<<<<

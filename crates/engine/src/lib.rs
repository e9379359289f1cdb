//! Runtime-agnostic core of the match simulator.
//!
//! Everything in here is synchronous and free of I/O: fixture and event
//! types, the phase sequence and its tick-driven clock, the live state cache,
//! and the random event policy. The async runtime, persistence and delivery
//! to viewers live in `matchday-server`.

pub mod config;
pub mod error;
pub mod fixture;
pub mod generator;
pub mod live;
pub mod phase;

pub use config::SimulationConfig;
pub use error::{ConfigError, GeneratorError, RegenerationError, ValidationError};
pub use fixture::{Fixture, FixtureId, FixtureStatus, NewFixture};
pub use generator::{EventGenerator, RandomEventGenerator};
pub use live::event::{EventKind, MatchEvent, Side};
pub use live::state::{MatchState, Score, StateOverride};
pub use live::LiveStore;
pub use phase::{ClockSignal, MatchClock, Phase};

>>>>

EXERCISE DIRECTIONS
Among the entries above, how many lines contain the string "fixture"? Write the number alone.

REPLY
3